## About this task
For the data below, give again exactly the lines from the one containing "pub const DEBOUNCE_MS: u32 = 50;" through the one containing "a 50 Hz carrier)", both ends included, and no others.

## Material for the task
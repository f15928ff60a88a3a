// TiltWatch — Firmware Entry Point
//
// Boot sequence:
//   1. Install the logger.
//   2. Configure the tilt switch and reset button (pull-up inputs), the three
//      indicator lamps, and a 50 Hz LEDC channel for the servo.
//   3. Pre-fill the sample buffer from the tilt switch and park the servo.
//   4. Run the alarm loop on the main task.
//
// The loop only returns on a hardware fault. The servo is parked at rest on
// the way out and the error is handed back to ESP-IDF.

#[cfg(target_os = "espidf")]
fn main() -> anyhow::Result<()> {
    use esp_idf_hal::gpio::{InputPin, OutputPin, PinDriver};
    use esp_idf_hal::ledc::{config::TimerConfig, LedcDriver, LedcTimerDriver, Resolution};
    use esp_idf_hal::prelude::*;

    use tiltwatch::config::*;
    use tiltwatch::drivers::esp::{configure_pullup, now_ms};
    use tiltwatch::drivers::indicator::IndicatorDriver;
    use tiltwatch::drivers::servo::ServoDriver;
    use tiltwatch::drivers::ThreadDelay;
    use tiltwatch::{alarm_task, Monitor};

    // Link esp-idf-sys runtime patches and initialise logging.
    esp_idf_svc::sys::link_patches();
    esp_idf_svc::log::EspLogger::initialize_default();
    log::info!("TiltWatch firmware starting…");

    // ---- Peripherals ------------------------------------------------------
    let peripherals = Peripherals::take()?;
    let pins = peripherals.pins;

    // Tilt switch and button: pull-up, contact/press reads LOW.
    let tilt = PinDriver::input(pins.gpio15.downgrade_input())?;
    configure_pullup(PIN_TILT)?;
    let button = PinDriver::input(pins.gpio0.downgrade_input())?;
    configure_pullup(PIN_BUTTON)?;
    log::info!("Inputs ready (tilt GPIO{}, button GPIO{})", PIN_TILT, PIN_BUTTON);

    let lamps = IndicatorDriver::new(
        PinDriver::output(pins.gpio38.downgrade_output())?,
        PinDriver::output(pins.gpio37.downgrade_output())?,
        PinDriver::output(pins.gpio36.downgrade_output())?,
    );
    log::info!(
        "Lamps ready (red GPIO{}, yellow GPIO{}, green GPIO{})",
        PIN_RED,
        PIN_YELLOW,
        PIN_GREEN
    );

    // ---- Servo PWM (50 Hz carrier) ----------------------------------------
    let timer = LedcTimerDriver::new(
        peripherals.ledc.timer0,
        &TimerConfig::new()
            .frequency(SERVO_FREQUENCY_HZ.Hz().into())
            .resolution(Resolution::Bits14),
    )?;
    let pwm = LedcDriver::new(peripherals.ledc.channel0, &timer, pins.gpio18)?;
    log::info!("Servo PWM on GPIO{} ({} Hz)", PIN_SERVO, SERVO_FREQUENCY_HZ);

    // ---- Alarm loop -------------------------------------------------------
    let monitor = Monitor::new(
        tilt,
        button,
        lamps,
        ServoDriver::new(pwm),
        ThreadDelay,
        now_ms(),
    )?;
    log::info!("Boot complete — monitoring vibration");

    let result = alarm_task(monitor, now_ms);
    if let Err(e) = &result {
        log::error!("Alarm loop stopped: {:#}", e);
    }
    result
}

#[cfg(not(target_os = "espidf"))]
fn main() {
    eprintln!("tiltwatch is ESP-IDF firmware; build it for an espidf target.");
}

==

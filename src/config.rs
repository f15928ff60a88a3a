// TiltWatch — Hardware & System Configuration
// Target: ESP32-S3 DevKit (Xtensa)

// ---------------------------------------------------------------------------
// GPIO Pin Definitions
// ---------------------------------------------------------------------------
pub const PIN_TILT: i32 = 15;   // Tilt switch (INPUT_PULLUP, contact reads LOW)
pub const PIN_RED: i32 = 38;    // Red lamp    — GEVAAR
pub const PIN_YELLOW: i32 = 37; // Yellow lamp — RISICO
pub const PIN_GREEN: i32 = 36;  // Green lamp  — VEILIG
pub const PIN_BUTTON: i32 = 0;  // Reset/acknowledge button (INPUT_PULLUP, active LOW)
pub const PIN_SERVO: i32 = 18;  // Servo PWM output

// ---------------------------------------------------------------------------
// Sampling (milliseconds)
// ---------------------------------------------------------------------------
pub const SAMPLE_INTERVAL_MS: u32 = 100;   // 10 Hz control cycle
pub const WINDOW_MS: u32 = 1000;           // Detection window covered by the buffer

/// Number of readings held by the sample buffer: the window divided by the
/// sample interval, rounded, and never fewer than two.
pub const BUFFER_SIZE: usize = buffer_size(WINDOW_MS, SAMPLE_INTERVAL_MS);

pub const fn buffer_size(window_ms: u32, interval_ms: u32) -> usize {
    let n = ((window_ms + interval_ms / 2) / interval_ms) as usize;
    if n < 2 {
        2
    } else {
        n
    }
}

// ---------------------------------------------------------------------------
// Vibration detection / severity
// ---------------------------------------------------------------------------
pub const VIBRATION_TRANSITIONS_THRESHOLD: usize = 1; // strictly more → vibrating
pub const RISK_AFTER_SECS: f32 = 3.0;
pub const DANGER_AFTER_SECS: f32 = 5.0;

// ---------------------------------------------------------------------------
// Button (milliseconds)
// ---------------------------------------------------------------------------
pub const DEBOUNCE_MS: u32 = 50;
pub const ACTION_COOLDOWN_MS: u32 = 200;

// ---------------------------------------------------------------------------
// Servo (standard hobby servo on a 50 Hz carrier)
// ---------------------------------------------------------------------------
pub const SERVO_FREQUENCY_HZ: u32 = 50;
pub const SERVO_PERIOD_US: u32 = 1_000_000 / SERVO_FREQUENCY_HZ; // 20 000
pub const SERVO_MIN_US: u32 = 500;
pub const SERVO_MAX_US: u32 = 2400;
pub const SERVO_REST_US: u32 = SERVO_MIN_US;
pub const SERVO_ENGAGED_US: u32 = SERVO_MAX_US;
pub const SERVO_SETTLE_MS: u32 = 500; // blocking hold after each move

==

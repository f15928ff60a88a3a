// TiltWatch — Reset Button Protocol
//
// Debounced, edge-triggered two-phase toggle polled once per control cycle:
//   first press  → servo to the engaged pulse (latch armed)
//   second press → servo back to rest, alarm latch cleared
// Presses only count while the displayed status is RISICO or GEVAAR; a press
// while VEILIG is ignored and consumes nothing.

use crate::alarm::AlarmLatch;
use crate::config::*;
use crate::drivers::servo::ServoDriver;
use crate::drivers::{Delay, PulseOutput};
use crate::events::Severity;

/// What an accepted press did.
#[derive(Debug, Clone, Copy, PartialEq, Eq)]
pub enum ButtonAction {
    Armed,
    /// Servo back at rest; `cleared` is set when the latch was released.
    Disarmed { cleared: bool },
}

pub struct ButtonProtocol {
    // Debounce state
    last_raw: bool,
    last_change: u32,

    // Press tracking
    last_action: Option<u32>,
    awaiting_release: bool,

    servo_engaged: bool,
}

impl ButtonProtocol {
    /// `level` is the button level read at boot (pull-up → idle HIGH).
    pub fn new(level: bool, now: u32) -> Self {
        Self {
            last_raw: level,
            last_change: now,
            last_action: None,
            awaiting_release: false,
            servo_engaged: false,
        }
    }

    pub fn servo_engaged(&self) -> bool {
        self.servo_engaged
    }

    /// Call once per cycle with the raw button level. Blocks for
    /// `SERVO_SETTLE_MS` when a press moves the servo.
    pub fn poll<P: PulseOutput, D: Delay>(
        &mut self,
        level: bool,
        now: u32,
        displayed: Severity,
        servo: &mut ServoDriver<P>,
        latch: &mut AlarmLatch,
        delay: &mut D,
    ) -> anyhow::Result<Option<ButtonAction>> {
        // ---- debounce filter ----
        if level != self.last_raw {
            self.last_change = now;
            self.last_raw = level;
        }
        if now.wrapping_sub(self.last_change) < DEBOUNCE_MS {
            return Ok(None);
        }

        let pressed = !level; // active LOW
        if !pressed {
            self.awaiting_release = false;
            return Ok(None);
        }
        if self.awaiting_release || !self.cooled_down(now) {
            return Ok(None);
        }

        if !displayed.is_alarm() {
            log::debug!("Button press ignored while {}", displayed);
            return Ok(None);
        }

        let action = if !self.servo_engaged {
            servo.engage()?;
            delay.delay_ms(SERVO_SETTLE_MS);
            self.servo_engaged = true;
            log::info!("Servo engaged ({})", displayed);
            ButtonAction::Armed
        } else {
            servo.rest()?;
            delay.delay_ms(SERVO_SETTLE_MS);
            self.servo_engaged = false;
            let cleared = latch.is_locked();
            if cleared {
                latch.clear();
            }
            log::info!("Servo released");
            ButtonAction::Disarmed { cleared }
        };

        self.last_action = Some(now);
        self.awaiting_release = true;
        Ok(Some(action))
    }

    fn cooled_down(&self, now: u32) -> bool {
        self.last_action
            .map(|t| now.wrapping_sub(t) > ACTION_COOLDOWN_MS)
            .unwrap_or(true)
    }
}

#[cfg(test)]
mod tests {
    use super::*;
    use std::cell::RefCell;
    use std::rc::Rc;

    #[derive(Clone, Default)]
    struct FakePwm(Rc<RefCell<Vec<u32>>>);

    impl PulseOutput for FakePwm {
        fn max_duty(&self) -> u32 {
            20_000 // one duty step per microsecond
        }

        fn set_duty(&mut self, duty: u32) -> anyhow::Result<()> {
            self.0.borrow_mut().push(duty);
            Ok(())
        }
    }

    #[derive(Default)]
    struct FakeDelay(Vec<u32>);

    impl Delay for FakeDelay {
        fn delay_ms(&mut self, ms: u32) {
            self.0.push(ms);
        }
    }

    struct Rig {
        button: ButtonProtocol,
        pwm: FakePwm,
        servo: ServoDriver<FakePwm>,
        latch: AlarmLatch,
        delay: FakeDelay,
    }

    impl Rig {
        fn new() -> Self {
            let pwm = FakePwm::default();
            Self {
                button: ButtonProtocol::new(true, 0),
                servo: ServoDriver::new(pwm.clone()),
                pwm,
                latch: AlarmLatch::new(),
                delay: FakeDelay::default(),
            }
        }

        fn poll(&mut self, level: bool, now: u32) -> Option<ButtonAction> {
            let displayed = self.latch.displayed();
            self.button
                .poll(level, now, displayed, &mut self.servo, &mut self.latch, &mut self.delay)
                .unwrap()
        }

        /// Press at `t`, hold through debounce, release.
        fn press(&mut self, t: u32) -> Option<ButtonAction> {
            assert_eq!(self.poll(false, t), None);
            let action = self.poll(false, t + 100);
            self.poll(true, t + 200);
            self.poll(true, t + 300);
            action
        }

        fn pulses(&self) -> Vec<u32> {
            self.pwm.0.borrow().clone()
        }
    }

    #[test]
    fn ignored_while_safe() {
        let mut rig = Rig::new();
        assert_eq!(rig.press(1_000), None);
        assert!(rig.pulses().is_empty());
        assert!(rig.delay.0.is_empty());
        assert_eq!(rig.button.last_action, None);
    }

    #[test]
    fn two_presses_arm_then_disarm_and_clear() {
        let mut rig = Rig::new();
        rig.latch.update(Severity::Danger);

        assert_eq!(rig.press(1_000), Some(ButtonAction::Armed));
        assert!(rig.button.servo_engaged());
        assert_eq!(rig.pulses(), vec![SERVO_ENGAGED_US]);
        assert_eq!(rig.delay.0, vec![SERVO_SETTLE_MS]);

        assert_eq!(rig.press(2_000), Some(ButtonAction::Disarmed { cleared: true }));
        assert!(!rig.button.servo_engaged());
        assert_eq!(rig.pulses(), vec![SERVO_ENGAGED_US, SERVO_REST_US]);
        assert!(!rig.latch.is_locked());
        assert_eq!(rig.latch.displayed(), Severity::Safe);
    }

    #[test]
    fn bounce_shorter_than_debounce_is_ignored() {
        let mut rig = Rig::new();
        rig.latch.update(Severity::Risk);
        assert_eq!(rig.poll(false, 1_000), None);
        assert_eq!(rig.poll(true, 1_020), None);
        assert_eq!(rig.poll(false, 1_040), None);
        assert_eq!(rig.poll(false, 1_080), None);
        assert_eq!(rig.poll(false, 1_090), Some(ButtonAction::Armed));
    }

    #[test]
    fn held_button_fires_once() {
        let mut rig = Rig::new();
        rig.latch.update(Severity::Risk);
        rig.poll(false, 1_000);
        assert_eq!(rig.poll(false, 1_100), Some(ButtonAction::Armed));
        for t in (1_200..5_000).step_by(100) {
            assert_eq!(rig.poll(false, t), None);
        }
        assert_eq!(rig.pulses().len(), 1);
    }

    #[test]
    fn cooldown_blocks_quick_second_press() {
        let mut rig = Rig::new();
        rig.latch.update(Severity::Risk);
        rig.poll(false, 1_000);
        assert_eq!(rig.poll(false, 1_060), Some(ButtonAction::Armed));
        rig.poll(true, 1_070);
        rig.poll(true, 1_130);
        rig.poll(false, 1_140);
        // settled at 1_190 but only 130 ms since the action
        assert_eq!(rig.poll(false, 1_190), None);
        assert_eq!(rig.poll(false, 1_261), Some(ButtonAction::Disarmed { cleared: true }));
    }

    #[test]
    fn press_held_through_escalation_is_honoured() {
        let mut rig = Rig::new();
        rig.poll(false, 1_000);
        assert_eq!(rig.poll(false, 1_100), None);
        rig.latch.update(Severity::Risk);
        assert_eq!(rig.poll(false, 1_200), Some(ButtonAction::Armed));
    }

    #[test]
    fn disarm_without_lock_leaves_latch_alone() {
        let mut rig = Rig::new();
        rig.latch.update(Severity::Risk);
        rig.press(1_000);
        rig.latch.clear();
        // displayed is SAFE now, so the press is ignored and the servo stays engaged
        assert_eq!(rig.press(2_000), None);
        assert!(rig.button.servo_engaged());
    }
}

## Solution to this problem
pub const DEBOUNCE_MS: u32 = 50;
pub const ACTION_COOLDOWN_MS: u32 = 200;

// ---------------------------------------------------------------------------
// Servo (standard hobby servo on a 50 Hz carrier)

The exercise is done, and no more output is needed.